● **Collected data**
::::
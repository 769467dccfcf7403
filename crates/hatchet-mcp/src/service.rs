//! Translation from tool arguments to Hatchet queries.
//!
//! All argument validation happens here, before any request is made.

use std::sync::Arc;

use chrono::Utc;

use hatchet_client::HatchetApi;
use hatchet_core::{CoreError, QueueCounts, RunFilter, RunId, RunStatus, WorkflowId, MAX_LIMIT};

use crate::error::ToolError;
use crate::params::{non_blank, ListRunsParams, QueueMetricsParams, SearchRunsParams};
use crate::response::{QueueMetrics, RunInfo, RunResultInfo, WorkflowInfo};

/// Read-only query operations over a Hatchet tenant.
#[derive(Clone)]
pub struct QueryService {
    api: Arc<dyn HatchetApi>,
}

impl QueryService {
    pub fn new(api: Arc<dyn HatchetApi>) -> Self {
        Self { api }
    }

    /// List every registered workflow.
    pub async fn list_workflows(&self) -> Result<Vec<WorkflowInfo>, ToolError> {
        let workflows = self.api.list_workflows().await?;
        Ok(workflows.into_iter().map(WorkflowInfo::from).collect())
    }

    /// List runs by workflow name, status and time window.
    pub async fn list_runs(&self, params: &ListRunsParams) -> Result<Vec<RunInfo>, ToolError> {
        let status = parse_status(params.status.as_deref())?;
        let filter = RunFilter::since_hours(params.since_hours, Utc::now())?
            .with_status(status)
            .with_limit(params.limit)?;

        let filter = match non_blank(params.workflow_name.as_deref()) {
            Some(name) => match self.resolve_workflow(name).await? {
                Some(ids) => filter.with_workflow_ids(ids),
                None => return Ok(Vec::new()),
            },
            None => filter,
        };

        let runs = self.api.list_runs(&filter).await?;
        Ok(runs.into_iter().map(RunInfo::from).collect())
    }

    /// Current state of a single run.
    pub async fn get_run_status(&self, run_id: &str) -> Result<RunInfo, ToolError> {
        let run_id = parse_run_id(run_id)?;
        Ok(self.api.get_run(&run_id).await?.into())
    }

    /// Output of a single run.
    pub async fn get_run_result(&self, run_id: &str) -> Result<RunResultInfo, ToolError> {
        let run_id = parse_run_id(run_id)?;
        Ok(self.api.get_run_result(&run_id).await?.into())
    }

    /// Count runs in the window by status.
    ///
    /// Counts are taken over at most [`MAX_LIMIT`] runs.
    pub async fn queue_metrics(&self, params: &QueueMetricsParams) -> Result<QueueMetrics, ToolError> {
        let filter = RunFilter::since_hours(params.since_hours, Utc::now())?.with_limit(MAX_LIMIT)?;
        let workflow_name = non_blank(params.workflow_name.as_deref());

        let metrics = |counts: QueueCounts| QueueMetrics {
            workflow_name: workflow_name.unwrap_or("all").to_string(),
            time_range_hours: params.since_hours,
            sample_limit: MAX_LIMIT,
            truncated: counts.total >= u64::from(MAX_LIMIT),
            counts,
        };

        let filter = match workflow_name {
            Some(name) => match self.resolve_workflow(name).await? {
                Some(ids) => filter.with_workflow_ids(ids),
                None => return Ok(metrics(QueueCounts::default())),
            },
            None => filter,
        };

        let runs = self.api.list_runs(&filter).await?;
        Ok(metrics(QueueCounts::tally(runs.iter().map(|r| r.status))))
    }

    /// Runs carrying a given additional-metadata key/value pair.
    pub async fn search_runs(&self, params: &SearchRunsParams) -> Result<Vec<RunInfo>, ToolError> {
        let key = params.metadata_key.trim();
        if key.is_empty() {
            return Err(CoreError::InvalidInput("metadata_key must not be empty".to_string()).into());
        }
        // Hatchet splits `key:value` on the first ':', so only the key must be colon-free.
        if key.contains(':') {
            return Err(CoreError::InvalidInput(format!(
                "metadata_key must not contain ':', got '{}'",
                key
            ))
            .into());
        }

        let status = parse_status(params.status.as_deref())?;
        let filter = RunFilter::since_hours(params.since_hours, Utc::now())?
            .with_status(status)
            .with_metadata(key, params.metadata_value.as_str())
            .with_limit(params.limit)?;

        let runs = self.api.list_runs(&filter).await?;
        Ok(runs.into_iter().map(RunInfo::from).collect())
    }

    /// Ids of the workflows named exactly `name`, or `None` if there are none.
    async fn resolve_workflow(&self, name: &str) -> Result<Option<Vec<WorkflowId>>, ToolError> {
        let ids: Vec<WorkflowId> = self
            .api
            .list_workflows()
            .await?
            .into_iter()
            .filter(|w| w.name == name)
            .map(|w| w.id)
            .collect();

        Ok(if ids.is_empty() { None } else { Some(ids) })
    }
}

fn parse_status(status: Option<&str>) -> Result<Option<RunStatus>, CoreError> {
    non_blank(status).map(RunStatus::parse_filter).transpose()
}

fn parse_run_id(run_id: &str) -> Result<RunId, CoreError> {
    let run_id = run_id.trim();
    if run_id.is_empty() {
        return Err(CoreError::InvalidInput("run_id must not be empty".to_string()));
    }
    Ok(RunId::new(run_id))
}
::::
● **What the task asks**
Please reproduce the records exactly, without leaving any out.

● **Exercise answer**
repository 769467dccfcf7403
filename crates/hatchet-mcp/src/service.rs
//! Translation from tool arguments to Hatchet queries.
//!
//! All argument validation happens here, before any request is made.

use std::sync::Arc;

use chrono::Utc;

use hatchet_client::HatchetApi;
use hatchet_core::{CoreError, QueueCounts, RunFilter, RunId, RunStatus, WorkflowId, MAX_LIMIT};

use crate::error::ToolError;
use crate::params::{non_blank, ListRunsParams, QueueMetricsParams, SearchRunsParams};
use crate::response::{QueueMetrics, RunInfo, RunResultInfo, WorkflowInfo};

/// Read-only query operations over a Hatchet tenant.
#[derive(Clone)]
pub struct QueryService {
    api: Arc<dyn HatchetApi>,
}

impl QueryService {
    pub fn new(api: Arc<dyn HatchetApi>) -> Self {
        Self { api }
    }

    /// List every registered workflow.
    pub async fn list_workflows(&self) -> Result<Vec<WorkflowInfo>, ToolError> {
        let workflows = self.api.list_workflows().await?;
        Ok(workflows.into_iter().map(WorkflowInfo::from).collect())
    }

    /// List runs by workflow name, status and time window.
    pub async fn list_runs(&self, params: &ListRunsParams) -> Result<Vec<RunInfo>, ToolError> {
        let status = parse_status(params.status.as_deref())?;
        let filter = RunFilter::since_hours(params.since_hours, Utc::now())?
            .with_status(status)
            .with_limit(params.limit)?;

        let filter = match non_blank(params.workflow_name.as_deref()) {
            Some(name) => match self.resolve_workflow(name).await? {
                Some(ids) => filter.with_workflow_ids(ids),
                None => return Ok(Vec::new()),
            },
            None => filter,
        };

        let runs = self.api.list_runs(&filter).await?;
        Ok(runs.into_iter().map(RunInfo::from).collect())
    }

    /// Current state of a single run.
    pub async fn get_run_status(&self, run_id: &str) -> Result<RunInfo, ToolError> {
        let run_id = parse_run_id(run_id)?;
        Ok(self.api.get_run(&run_id).await?.into())
    }

    /// Output of a single run.
    pub async fn get_run_result(&self, run_id: &str) -> Result<RunResultInfo, ToolError> {
        let run_id = parse_run_id(run_id)?;
        Ok(self.api.get_run_result(&run_id).await?.into())
    }

    /// Count runs in the window by status.
    ///
    /// Counts are taken over at most [`MAX_LIMIT`] runs.
    pub async fn queue_metrics(&self, params: &QueueMetricsParams) -> Result<QueueMetrics, ToolError> {
        let filter = RunFilter::since_hours(params.since_hours, Utc::now())?.with_limit(MAX_LIMIT)?;
        let workflow_name = non_blank(params.workflow_name.as_deref());

        let metrics = |counts: QueueCounts| QueueMetrics {
            workflow_name: workflow_name.unwrap_or("all").to_string(),
            time_range_hours: params.since_hours,
            sample_limit: MAX_LIMIT,
            truncated: counts.total >= u64::from(MAX_LIMIT),
            counts,
        };

        let filter = match workflow_name {
            Some(name) => match self.resolve_workflow(name).await? {
                Some(ids) => filter.with_workflow_ids(ids),
                None => return Ok(metrics(QueueCounts::default())),
            },
            None => filter,
        };

        let runs = self.api.list_runs(&filter).await?;
        Ok(metrics(QueueCounts::tally(runs.iter().map(|r| r.status))))
    }

    /// Runs carrying a given additional-metadata key/value pair.
    pub async fn search_runs(&self, params: &SearchRunsParams) -> Result<Vec<RunInfo>, ToolError> {
        let key = params.metadata_key.trim();
        if key.is_empty() {
            return Err(CoreError::InvalidInput("metadata_key must not be empty".to_string()).into());
        }
        // Hatchet splits `key:value` on the first ':', so only the key must be colon-free.
        if key.contains(':') {
            return Err(CoreError::InvalidInput(format!(
                "metadata_key must not contain ':', got '{}'",
                key
            ))
            .into());
        }

        let status = parse_status(params.status.as_deref())?;
        let filter = RunFilter::since_hours(params.since_hours, Utc::now())?
            .with_status(status)
            .with_metadata(key, params.metadata_value.as_str())
            .with_limit(params.limit)?;

        let runs = self.api.list_runs(&filter).await?;
        Ok(runs.into_iter().map(RunInfo::from).collect())
    }

    /// Ids of the workflows named exactly `name`, or `None` if there are none.
    async fn resolve_workflow(&self, name: &str) -> Result<Option<Vec<WorkflowId>>, ToolError> {
        let ids: Vec<WorkflowId> = self
            .api
            .list_workflows()
            .await?
            .into_iter()
            .filter(|w| w.name == name)
            .map(|w| w.id)
            .collect();

        Ok(if ids.is_empty() { None } else { Some(ids) })
    }
}

fn parse_status(status: Option<&str>) -> Result<Option<RunStatus>, CoreError> {
    non_blank(status).map(RunStatus::parse_filter).transpose()
}

fn parse_run_id(run_id: &str) -> Result<RunId, CoreError> {
    let run_id = run_id.trim();
    if run_id.is_empty() {
        return Err(CoreError::InvalidInput("run_id must not be empty".to_string()));
    }
    Ok(RunId::new(run_id))
}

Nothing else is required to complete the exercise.